### [Work item]
Please return the lines below verbatim, beginning at the one that has "pub fn format_timestamp(t: &DateTime<Utc>)" and stopping after the one that has "pub fn range(self, field: TimeField, range: &TimeRange)", and add no other lines.

━━━━━━━━━━━━━━━━

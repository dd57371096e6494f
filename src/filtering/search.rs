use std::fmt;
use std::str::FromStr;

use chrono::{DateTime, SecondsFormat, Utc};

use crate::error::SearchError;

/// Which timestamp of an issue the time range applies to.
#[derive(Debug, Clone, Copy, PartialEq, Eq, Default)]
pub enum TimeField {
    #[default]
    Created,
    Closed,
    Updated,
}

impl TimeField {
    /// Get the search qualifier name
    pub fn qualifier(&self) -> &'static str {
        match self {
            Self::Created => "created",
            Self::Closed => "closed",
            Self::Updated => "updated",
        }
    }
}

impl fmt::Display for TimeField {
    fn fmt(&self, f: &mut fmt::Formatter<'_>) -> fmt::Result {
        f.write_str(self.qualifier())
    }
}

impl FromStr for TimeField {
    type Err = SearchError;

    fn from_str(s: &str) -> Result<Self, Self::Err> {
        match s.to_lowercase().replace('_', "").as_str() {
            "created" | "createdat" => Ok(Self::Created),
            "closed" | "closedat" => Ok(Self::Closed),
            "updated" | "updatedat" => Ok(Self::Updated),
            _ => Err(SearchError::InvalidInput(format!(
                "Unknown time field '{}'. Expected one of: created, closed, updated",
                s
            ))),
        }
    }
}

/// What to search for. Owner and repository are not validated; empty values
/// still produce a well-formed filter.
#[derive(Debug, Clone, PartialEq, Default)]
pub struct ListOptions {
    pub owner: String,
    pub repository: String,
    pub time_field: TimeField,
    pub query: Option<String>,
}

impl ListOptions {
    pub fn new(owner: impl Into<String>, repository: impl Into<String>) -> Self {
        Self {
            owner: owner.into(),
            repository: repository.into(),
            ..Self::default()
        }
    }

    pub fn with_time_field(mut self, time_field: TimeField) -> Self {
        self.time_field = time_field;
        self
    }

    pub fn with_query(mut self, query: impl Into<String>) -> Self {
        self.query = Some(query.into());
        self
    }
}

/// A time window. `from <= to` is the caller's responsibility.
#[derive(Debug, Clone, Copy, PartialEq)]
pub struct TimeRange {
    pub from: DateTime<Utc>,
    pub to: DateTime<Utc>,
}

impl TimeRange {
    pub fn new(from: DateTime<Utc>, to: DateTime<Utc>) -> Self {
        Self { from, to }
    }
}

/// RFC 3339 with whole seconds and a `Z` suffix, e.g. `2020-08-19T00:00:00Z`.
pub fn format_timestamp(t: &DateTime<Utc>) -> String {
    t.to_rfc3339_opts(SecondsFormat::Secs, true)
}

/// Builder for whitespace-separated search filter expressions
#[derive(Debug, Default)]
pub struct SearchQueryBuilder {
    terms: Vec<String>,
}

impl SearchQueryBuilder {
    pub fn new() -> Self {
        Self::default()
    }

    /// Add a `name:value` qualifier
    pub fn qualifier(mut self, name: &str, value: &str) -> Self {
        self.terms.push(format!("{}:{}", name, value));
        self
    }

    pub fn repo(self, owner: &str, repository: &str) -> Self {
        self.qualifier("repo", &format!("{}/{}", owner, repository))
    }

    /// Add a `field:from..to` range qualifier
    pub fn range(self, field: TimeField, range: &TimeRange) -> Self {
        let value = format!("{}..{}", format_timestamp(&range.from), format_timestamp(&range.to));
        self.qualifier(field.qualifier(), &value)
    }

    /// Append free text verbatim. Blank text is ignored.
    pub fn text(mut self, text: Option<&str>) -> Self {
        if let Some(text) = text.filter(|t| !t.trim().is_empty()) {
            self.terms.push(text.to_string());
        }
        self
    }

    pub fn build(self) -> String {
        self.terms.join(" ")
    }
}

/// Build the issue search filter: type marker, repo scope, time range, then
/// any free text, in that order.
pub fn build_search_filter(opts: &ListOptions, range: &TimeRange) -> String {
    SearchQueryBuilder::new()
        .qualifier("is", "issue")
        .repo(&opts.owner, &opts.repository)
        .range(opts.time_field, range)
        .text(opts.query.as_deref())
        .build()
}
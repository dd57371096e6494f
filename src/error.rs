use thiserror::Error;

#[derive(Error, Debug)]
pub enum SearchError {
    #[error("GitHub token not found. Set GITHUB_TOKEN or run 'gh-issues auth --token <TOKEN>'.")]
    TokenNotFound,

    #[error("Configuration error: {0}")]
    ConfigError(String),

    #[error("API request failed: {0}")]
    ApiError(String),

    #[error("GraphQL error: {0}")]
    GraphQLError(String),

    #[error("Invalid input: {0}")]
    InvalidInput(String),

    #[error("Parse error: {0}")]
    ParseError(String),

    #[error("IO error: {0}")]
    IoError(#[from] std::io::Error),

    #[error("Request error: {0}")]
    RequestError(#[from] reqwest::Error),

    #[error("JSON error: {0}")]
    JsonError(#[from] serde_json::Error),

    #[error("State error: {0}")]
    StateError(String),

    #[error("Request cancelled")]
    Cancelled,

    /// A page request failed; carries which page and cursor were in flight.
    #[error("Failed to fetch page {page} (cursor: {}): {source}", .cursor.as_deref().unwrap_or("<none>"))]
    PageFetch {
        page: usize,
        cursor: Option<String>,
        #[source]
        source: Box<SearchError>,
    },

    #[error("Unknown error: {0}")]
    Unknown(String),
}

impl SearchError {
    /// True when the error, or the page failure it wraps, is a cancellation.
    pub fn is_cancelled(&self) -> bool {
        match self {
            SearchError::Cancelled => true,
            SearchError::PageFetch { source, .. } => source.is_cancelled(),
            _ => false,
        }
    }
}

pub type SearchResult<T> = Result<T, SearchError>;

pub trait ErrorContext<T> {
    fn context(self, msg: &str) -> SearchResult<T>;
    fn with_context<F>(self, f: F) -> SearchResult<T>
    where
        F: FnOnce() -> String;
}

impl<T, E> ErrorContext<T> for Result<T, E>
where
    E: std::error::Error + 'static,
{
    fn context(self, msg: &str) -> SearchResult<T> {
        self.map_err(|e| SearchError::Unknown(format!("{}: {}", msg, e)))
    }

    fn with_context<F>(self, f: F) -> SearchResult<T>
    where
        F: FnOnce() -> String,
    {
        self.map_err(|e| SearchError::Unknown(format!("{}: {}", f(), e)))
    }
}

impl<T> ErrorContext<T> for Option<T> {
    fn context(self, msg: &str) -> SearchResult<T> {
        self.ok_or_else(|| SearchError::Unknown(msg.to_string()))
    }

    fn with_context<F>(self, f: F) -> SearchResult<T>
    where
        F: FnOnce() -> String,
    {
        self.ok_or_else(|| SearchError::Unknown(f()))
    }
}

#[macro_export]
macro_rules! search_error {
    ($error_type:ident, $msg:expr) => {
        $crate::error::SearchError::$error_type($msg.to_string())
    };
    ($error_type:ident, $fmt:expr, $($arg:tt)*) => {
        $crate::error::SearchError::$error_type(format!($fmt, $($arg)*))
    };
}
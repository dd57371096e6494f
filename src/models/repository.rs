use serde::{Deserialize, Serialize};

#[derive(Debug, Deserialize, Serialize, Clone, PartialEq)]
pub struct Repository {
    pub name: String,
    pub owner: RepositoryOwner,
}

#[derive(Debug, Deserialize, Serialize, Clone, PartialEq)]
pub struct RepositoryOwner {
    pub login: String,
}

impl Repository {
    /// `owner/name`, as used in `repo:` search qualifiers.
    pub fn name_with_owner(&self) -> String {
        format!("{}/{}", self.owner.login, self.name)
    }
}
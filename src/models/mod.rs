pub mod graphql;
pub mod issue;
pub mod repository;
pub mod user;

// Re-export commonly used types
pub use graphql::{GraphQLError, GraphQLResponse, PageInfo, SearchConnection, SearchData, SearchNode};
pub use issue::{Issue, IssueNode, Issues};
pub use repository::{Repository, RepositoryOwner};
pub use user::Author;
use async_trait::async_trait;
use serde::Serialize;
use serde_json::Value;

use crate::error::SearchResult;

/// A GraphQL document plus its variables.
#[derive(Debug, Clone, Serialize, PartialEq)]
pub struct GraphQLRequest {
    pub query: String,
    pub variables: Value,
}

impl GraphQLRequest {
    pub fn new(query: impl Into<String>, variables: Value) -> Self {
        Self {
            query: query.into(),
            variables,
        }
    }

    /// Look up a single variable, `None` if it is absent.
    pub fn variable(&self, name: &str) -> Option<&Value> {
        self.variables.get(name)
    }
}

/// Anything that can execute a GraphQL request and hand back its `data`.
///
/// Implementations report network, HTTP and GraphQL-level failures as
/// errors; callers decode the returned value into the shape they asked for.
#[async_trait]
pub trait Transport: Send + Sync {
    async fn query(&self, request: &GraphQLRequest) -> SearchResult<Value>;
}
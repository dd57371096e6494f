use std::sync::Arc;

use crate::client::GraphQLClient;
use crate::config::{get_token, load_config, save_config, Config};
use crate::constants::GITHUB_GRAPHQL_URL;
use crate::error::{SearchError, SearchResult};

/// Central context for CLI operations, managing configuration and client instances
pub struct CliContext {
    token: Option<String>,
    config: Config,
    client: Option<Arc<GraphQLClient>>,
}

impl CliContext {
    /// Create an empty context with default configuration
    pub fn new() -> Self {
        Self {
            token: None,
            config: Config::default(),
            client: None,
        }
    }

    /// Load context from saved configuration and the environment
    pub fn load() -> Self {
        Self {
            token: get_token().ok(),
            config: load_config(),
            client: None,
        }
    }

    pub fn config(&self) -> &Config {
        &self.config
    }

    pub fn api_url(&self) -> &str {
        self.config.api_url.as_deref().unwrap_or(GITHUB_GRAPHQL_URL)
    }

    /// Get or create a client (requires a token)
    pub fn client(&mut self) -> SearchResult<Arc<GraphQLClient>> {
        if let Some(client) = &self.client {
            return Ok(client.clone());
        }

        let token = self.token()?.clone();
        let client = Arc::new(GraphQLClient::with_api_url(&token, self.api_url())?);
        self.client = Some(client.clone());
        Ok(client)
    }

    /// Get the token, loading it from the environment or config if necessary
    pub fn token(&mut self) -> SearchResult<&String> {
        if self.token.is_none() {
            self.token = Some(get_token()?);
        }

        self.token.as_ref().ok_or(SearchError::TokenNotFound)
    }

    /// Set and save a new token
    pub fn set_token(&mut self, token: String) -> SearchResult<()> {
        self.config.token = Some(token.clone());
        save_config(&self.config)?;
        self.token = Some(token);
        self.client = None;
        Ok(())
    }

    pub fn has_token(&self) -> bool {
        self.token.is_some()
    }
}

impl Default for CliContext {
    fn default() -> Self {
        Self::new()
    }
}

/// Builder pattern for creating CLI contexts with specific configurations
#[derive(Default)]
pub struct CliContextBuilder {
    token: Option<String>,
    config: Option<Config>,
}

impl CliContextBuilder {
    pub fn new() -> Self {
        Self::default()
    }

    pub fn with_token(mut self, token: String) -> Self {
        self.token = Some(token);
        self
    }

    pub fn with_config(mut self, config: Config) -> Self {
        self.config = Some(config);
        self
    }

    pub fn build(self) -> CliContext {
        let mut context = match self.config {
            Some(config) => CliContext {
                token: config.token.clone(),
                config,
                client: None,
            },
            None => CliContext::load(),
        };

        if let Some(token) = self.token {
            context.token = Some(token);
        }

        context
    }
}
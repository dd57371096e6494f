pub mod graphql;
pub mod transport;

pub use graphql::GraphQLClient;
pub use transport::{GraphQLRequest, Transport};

━━━━━━━━━━━━━━━━

### [Result]
pub fn format_timestamp(t: &DateTime<Utc>) -> String {
    t.to_rfc3339_opts(SecondsFormat::Secs, true)
}

/// Builder for whitespace-separated search filter expressions
#[derive(Debug, Default)]
pub struct SearchQueryBuilder {
    terms: Vec<String>,
}

impl SearchQueryBuilder {
    pub fn new() -> Self {
        Self::default()
    }

    /// Add a `name:value` qualifier
    pub fn qualifier(mut self, name: &str, value: &str) -> Self {
        self.terms.push(format!("{}:{}", name, value));
        self
    }

    pub fn repo(self, owner: &str, repository: &str) -> Self {
        self.qualifier("repo", &format!("{}/{}", owner, repository))
    }

    /// Add a `field:from..to` range qualifier
    pub fn range(self, field: TimeField, range: &TimeRange) -> Self {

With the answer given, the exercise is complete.